It was agreed that the books of Calder & Co. should be balanced as on the 30th day of April 1889, the day before the minute came into operation, and that the respondent's capital in the stock and plant of the firm should be valued and ascertained. In the event of the first party being dissatisfied with the valuation, it was provided that the amount of the respondent's capital stock should be valued by two arbiters, with power to them to appoint an oversman in case of their differing in opinion. It was also provided that the respondent, in the event of his capital not amounting to at least £15,000, should put into the business a sum sufficient to raise the capital to that amount.

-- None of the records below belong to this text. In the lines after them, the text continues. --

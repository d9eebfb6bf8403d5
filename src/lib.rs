//! Recover the authoritative, timezone-correct creation
//! timestamp of a QuickTime/MP4 file from its atom tree.
//!
//! The `mvhd` movie header stores coarse timestamps as UTC
//! seconds since 1904-01-01 with no timezone. Devices that
//! record their timezone do so elsewhere: a `meta` subtree
//! whose `keys`/`ilst` pair carries
//! `com.apple.quicktime.creationdate` as ISO-8601 text with
//! a UTC offset. This crate walks the tree once, strictly
//! forward and bounds-checked, and combines the two.
//!
//! Does not and will not support any kind of video
//! de/encoding, atom writing, or fragmented (fMP4) layouts.
//!
//! The implementation was mostly done with help from
//! <https://developer.apple.com/library/archive/documentation/QuickTime/QTFF/QTFFPreface/qtffPreface.html>
//! (despite the warning on the front page above).
//!
//! ```rs
//! use mp4date::Mp4;
//! use std::path::Path;
//!
//! fn main() -> std::io::Result<()> {
//!     let mut mp4 = Mp4::new(Path::new("VIDEO.MP4"))?;
//!
//!     match mp4.creation_time()? {
//!         Some(datetime) => println!("{datetime}"),
//!         None => println!("no 'moov' atom"),
//!     }
//!
//!     Ok(())
//! }
//! ```

pub mod mp4;
pub mod fourcc;
pub mod atom;
pub mod atom_types;
pub mod consts;
pub mod datetime;
pub mod errors;
pub mod tests;

// Internal reader
pub(crate) mod reader;

pub use mp4::{creation_time_from_reader, Mp4};
pub use fourcc::FourCC;
pub use atom::AtomHeader;
pub use atom_types::{Keys, Mvhd};
pub use consts::{mp4_time_zero, CREATION_DATE_KEY, EPOCH_ADJUSTER};
pub use datetime::Mp4DateTime;
pub use errors::Mp4Error;
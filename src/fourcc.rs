//! MP4 atom FourCC.
//! See <https://developer.apple.com/library/archive/documentation/QuickTime/QTFF/QTFFChap2/qtff2.html#//apple_ref/doc/uid/TP40000939-CH204-56313>.
//! Only atoms relevant to timestamp extraction are named;
//! everything else maps to `Custom` and is skipped by the walker.

/// MP4 atom Four CC.
/// See <https://developer.apple.com/library/archive/documentation/QuickTime/QTFF/QTFFChap2/qtff2.html#//apple_ref/doc/uid/TP40000939-CH204-56313>.
#[derive(Debug, Clone, PartialEq)]
pub enum FourCC {
    /// File type compatibility atom
    Ftyp,
    /// Free space atom
    Free,
    /// Metadata item list atom
    Ilst,
    /// Metadata item keys atom
    Keys,
    /// Media data atom
    Mdat,
    /// Metadata container atom
    Meta,
    /// Movie atom
    Moov,
    /// Movie header atom
    Mvhd,
    /// User data atom
    Udta,
    /// Reserved space atom
    Wide,

    Custom(String)
}

impl FourCC {
    pub fn from_slice(fourcc: &[u8]) -> Self {
        match fourcc {
            b"ftyp" => Self::Ftyp,
            b"free" => Self::Free,
            b"ilst" => Self::Ilst,
            b"keys" => Self::Keys,
            b"mdat" => Self::Mdat,
            b"meta" => Self::Meta,
            b"moov" => Self::Moov,
            b"mvhd" => Self::Mvhd,
            b"udta" => Self::Udta,
            b"wide" => Self::Wide,

            _ => Self::Custom(String::from_utf8_lossy(fourcc).to_string()),
        }
    }

    pub fn from_u32(value: u32) -> Self {
        Self::from_slice(&value.to_be_bytes())
    }

    pub fn from_str(fourcc: &str) -> Self {
        match fourcc {
            "ftyp" => Self::Ftyp,
            "free" => Self::Free,
            "ilst" => Self::Ilst,
            "keys" => Self::Keys,
            "mdat" => Self::Mdat,
            "meta" => Self::Meta,
            "moov" => Self::Moov,
            "mvhd" => Self::Mvhd,
            "udta" => Self::Udta,
            "wide" => Self::Wide,
            _ => Self::Custom(fourcc.to_owned()),
        }
    }

    pub fn to_str(&self) -> &str {
        match self {
            Self::Ftyp => "ftyp",
            Self::Free => "free",
            Self::Ilst => "ilst",
            Self::Keys => "keys",
            Self::Mdat => "mdat",
            Self::Meta => "meta",
            Self::Moov => "moov",
            Self::Mvhd => "mvhd",
            Self::Udta => "udta",
            Self::Wide => "wide",
            Self::Custom(s) => s.as_str()
        }
    }
}

impl Default for FourCC {
    fn default() -> Self {
        Self::Custom("None".to_owned())
    }
}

The fifth article of the minute, which relates to the ascertainment of the net profits of the business of Calder & Co. divisible between the first and second party, has formed the main subject of controversy in this appeal. It stipulates that—“The books of the said firm shall thereafter be balanced annually on the 30th April, and shall be audited by Messrs M'Clelland, Mackinnon, & Blyth, chartered acountants, Glasgow, or other auditors to be mutually agreed upon and appointed by both parties hereto, and the certificate of the auditors shall be binding on both parties as finally fixing the amount of the profits in each year, and the foresaid interest or percentage payable to the first party.”
The minute was to continue in force for the term of five years, but either of the parties had right to bring it to a termination at the end of three years, upon his giving the other party six months' notice in writing prior to the 1st day of May 1892. It was stipulated that the respondent, Mr Calder, and any other partners that might be assumed by him into the firm of Calder & Co., should have power to draw interest on capital as well as their share of the profits of the business, or might leave them in the business as capital, bearing interest at £5 per cent per annum, but that no capital should be withdrawn from the business so long as Mr Teacher's loan was unpaid and his liability for the bank credit of £20,000 undischarged. The minute also provided that, in the event of any disputes or differences arising as to the agreement between the parties thereto or their representatives in regard to the agreement, the business of Calder & Co., or the conduct or winding-up thereof, the same should be and were thereby submitted to the amicable decision, final sentence, and decree-arbitral of William Mackinnon, accountant in Glasgow, whom failing of Andrew Mackinnon, bank-agent there, as arbiters in succession mutually chosen, whose decision or decisions, interim or final, should be conclusive and binding upon both parties.
After the minute of agreement was completed, Mr Teacher called with it upon Mr William Mackinnon, the leading member of the firm of accountants who had been appointed to audit the books of Calder & Co. He did not see Mr Mackinnon, and called again at the office, when he had an interview with another partner, Mr Robert Blyth, to whom he gave the minute of agreement, and, after discussing its terms with that gentleman, left it with him to be communicated to Mr Mackinnon. Mr Blyth on the same day made an abstract of the terms of the minute; and, according to his evidence, he gave back the minute to Mr Teacher, and believes that he handed the abstract to Mr Mackinnon on his return to the office. He says, “I had nothing more to do with the matter, and I took no more concern with it whatever.” Nothing more is heard of the abstract, and it is not said or suggested that it was seen or read by anyone in the office save Mr Mackinnon, who died not long after he received it, until it was discovered among some other papers in the year 1894.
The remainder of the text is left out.